- **PROVIDED MATERIAL**
//! Trace-gas analyzer log ingestion (LI-7810 style `.data` files).
//!
//! The file is tab delimited: a free-form `key:\tvalue` preamble, one `DATAH`
//! record naming the columns, one `DATAU` record with units, then `DATA`
//! records. Timestamps are written in the instrument's local time.

use std::fmt;
use std::str::FromStr;

use chrono::{FixedOffset, NaiveDateTime, TimeZone};
use serde::{Deserialize, Serialize};
use tracing::debug;

use crate::{GasSample, LocalTime, PlumeError};

const HEADER_TAG: &str = "DATAH";
const DATA_TAG: &str = "DATA\t";
const DATE_FORMATS: [&str; 3] = ["%Y-%m-%d", "%Y/%m/%d", "%m/%d/%Y"];

/// Molar volume of an ideal gas at 25 °C and 1 atm, litres.
const MOLAR_VOLUME_L: f64 = 24.45;

#[derive(Clone, Copy, Debug, Serialize, Deserialize, PartialEq, Eq, Hash)]
pub enum Species {
    #[serde(rename = "CH4")]
    Ch4,
    #[serde(rename = "CO2")]
    Co2,
    #[serde(rename = "H2O")]
    H2o,
}

impl Species {
    pub const ALL: [Species; 3] = [Species::Ch4, Species::Co2, Species::H2o];

    /// Column name in the analyzer log.
    pub fn column(&self) -> &'static str {
        match self {
            Species::Ch4 => "CH4",
            Species::Co2 => "CO2",
            Species::H2o => "H2O",
        }
    }

    /// Display unit as written by the instrument.
    pub fn unit(&self) -> &'static str {
        match self {
            Species::Ch4 => "ppb",
            Species::Co2 | Species::H2o => "ppm",
        }
    }

    pub fn molar_mass_g_per_mol(&self) -> f64 {
        match self {
            Species::Ch4 => 16.04,
            Species::Co2 => 44.01,
            Species::H2o => 18.015,
        }
    }

    pub fn grams_per_m3_per_ppm(&self) -> f64 {
        self.molar_mass_g_per_mol() / MOLAR_VOLUME_L * 1e-3
    }

    /// Mass concentration (g/m³) represented by one instrument unit.
    pub fn grams_per_m3_per_unit(&self) -> f64 {
        let per_ppm = self.grams_per_m3_per_ppm();
        match self.unit() {
            "ppb" => per_ppm * 1e-3,
            _ => per_ppm,
        }
    }
}

impl fmt::Display for Species {
    fn fmt(&self, f: &mut fmt::Formatter<'_>) -> fmt::Result {
        f.write_str(self.column())
    }
}

impl FromStr for Species {
    type Err = PlumeError;

    fn from_str(s: &str) -> Result<Self, Self::Err> {
        let normalized = s.trim().to_ascii_uppercase();
        Species::ALL
            .into_iter()
            .find(|sp| sp.column() == normalized)
            .ok_or_else(|| PlumeError::InvalidSpecies(s.to_string()))
    }
}

/// One `DATA` record. Unparsable numeric fields are `None`.
#[derive(Clone, Debug, Serialize, PartialEq)]
pub struct AnalyzerRecord {
    pub timestamp: Option<LocalTime>,
    pub seconds: Option<f64>,
    pub h2o: Option<f64>,
    pub co2: Option<f64>,
    pub ch4: Option<f64>,
}

impl AnalyzerRecord {
    pub fn value(&self, species: Species) -> Option<f64> {
        match species {
            Species::Ch4 => self.ch4,
            Species::Co2 => self.co2,
            Species::H2o => self.h2o,
        }
    }
}

#[derive(Clone, Debug, Serialize)]
pub struct AnalyzerLog {
    /// `key: value` lines preceding the header (model, serial number, ...).
    pub metadata: Vec<(String, String)>,
    pub columns: Vec<String>,
    pub records: Vec<AnalyzerRecord>,
}

impl AnalyzerLog {
    pub fn has_column(&self, name: &str) -> bool {
        self.columns.iter().any(|c| c == name)
    }

    pub fn metadata_value(&self, key: &str) -> Option<&str> {
        self.metadata
            .iter()
            .find(|(k, _)| k.eq_ignore_ascii_case(key))
            .map(|(_, v)| v.as_str())
    }

    /// Gas samples for one species; records lacking a timestamp or a value
    /// are dropped.
    pub fn samples(&self, species: Species, source_name: &str) -> Result<Vec<GasSample>, PlumeError> {
        if !self.has_column(species.column()) {
            return Err(PlumeError::malformed(
                source_name,
                format!("column {} not present in header", species.column()),
            ));
        }
        let samples: Vec<GasSample> = self
            .records
            .iter()
            .filter_map(|r| {
                Some(GasSample {
                    timestamp: r.timestamp?,
                    concentration: r.value(species)?,
                    species,
                    unit: species.unit(),
                })
            })
            .collect();
        debug!(
            "{}: {} of {} records carry a timestamped {} value",
            source_name,
            samples.len(),
            self.records.len(),
            species
        );
        Ok(samples)
    }
}

/// Parse the whole log. `DATE`/`TIME` are read as local wall-clock time and
/// stamped with `offset`; no conversion happens.
pub fn parse_analyzer_log(
    text: &str,
    source_name: &str,
    offset: FixedOffset,
) -> Result<AnalyzerLog, PlumeError> {
    let lines: Vec<&str> = text.lines().collect();
    let header_idx = lines
        .iter()
        .position(|line| line.starts_with(HEADER_TAG))
        .ok_or_else(|| PlumeError::MissingHeader(source_name.to_string()))?;

    let metadata = lines[..header_idx]
        .iter()
        .filter_map(|line| line.split_once(':'))
        .map(|(k, v)| (k.trim().to_string(), v.trim().to_string()))
        .filter(|(k, _)| !k.is_empty())
        .collect();

    let columns: Vec<String> = lines[header_idx]
        .trim_end()
        .split('\t')
        .skip(1)
        .map(|c| c.trim().to_string())
        .collect();
    let index_of = |name: &str| columns.iter().position(|c| c == name);
    let date_idx = index_of("DATE")
        .ok_or_else(|| PlumeError::malformed(source_name, "header has no DATE column"))?;
    let time_idx = index_of("TIME")
        .ok_or_else(|| PlumeError::malformed(source_name, "header has no TIME column"))?;
    let seconds_idx = index_of("SECONDS");
    let h2o_idx = index_of("H2O");
    let co2_idx = index_of("CO2");
    let ch4_idx = index_of("CH4");

    // The record right after DATAH is the units row.
    let mut records = Vec::new();
    for line in lines.iter().skip(header_idx + 2) {
        if !line.starts_with(DATA_TAG) {
            continue;
        }
        let fields: Vec<&str> = line.trim_end().split('\t').skip(1).collect();
        let numeric = |idx: Option<usize>| idx.and_then(|i| fields.get(i)).and_then(|v| parse_numeric(v));
        let timestamp = match (fields.get(date_idx), fields.get(time_idx)) {
            (Some(date), Some(time)) => parse_local_timestamp(date, time, offset),
            _ => None,
        };
        records.push(AnalyzerRecord {
            timestamp,
            seconds: numeric(seconds_idx),
            h2o: numeric(h2o_idx),
            co2: numeric(co2_idx),
            ch4: numeric(ch4_idx),
        });
    }
    debug!(
        "{}: header at line {}, {} columns, {} DATA records",
        source_name,
        header_idx + 1,
        columns.len(),
        records.len()
    );

    Ok(AnalyzerLog {
        metadata,
        columns,
        records,
    })
}

fn parse_numeric(value: &str) -> Option<f64> {
    value.trim().parse::<f64>().ok().filter(|v| v.is_finite())
}

fn parse_local_timestamp(date: &str, time: &str, offset: FixedOffset) -> Option<LocalTime> {
    let joined = format!("{} {}", date.trim(), time.trim());
    DATE_FORMATS.iter().find_map(|date_fmt| {
        let naive = NaiveDateTime::parse_from_str(&joined, &format!("{date_fmt} %H:%M:%S%.f")).ok()?;
        offset.from_local_datetime(&naive).single()
    })
}

#[cfg(test)]
mod tests {
    use super::*;
    use chrono::Timelike;

    fn bogota() -> FixedOffset {
        FixedOffset::west_opt(5 * 3600).unwrap()
    }

    const LOG: &str = "Model:\tLI-7810\n\
SN:\tTG10-01072\n\
Timezone:\tAmerica/Bogota\n\
DATAH\tSECONDS\tNANOSECONDS\tDIAG\tREMARK\tDATE\tTIME\tH2O\tCO2\tCH4\n\
DATAU\ts\tns\t\t\tdate\ttime\tppm\tppm\tppb\n\
DATA\t1715353200\t0\t0\t\t2024-05-10\t10:00:00\t9050.1\t421.7\t2001.5\n\
DATA\t1715353201\t0\t0\t\t2024-05-10\t10:00:01.5\t9051.0\tnan\t2004.0\n\
DATA\t1715353202\t0\t0\t\t2024-05-10\t10:00:02\t9049.8\t422.0\t--\n\
DATA\t1715353203\t0\t0\t\tbad-date\t10:00:03\t9049.8\t422.0\t2010.0\n\
REMARK\tsomething the operator typed\n";

    #[test]
    fn species_selector() {
        assert_eq!("ch4".parse::<Species>().unwrap(), Species::Ch4);
        assert_eq!(" CO2 ".parse::<Species>().unwrap(), Species::Co2);
        assert!(matches!(
            "N2O".parse::<Species>(),
            Err(PlumeError::InvalidSpecies(s)) if s == "N2O"
        ));
        assert_eq!(Species::Ch4.unit(), "ppb");
        assert_eq!(Species::Co2.unit(), "ppm");
        assert_eq!(Species::H2o.unit(), "ppm");
    }

    #[test]
    fn mass_conversion_scales_ppb() {
        let ch4 = Species::Ch4.grams_per_m3_per_unit();
        assert!((ch4 - 16.04 / 24.45 * 1e-6).abs() < 1e-12);
        let co2 = Species::Co2.grams_per_m3_per_unit();
        assert!((co2 - 44.01 / 24.45 * 1e-3).abs() < 1e-12);
    }

    #[test]
    fn parses_header_metadata_and_records() {
        let log = parse_analyzer_log(LOG, "survey.data", bogota()).unwrap();
        assert_eq!(log.metadata_value("model"), Some("LI-7810"));
        assert_eq!(log.metadata_value("SN"), Some("TG10-01072"));
        assert_eq!(log.columns[0], "SECONDS");
        assert!(log.has_column("CH4"));
        assert_eq!(log.records.len(), 4);
        assert_eq!(log.records[0].seconds, Some(1715353200.0));
        assert_eq!(log.records[1].co2, None);
        assert_eq!(log.records[2].ch4, None);
        assert_eq!(log.records[3].timestamp, None);
    }

    #[test]
    fn timestamps_are_stamped_not_converted() {
        let log = parse_analyzer_log(LOG, "survey.data", bogota()).unwrap();
        let t0 = log.records[0].timestamp.unwrap();
        assert_eq!(t0.hour(), 10);
        assert_eq!(t0.offset().local_minus_utc(), -5 * 3600);
        let t1 = log.records[1].timestamp.unwrap();
        assert_eq!((t1 - t0).num_milliseconds(), 1500);
    }

    #[test]
    fn samples_drop_incomplete_rows() {
        let log = parse_analyzer_log(LOG, "survey.data", bogota()).unwrap();
        let ch4 = log.samples(Species::Ch4, "survey.data").unwrap();
        assert_eq!(ch4.len(), 2);
        assert_eq!(ch4[0].concentration, 2001.5);
        assert_eq!(ch4[1].unit, "ppb");
        let co2 = log.samples(Species::Co2, "survey.data").unwrap();
        assert_eq!(co2.len(), 2);
        assert_eq!(co2[1].concentration, 422.0);
    }

    #[test]
    fn missing_header_is_a_format_error() {
        let text = "Model:\tLI-7810\nDATA\t1\t2\n";
        assert!(matches!(
            parse_analyzer_log(text, "x.data", bogota()),
            Err(PlumeError::MissingHeader(name)) if name == "x.data"
        ));
    }

    #[test]
    fn missing_species_column_is_malformed() {
        let text = "DATAH\tDATE\tTIME\tCO2\nDATAU\tdate\ttime\tppm\nDATA\t2024-05-10\t10:00:00\t420\n";
        let log = parse_analyzer_log(text, "x.data", bogota()).unwrap();
        assert!(matches!(
            log.samples(Species::Ch4, "x.data"),
            Err(PlumeError::MalformedInput { .. })
        ));
    }

    #[test]
    fn alternate_date_layouts() {
        let offset = bogota();
        assert!(parse_local_timestamp("2024/05/10", "10:00:00", offset).is_some());
        assert!(parse_local_timestamp("05/10/2024", "10:00:00.250", offset).is_some());
        assert!(parse_local_timestamp("10.05.2024", "10:00:00", offset).is_none());
    }
}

- **YOUR GOAL**
Check each line of the records above for the word "AnalyzerLog", count the lines that have it, and give only the count.

- **FINISHED TASK**
4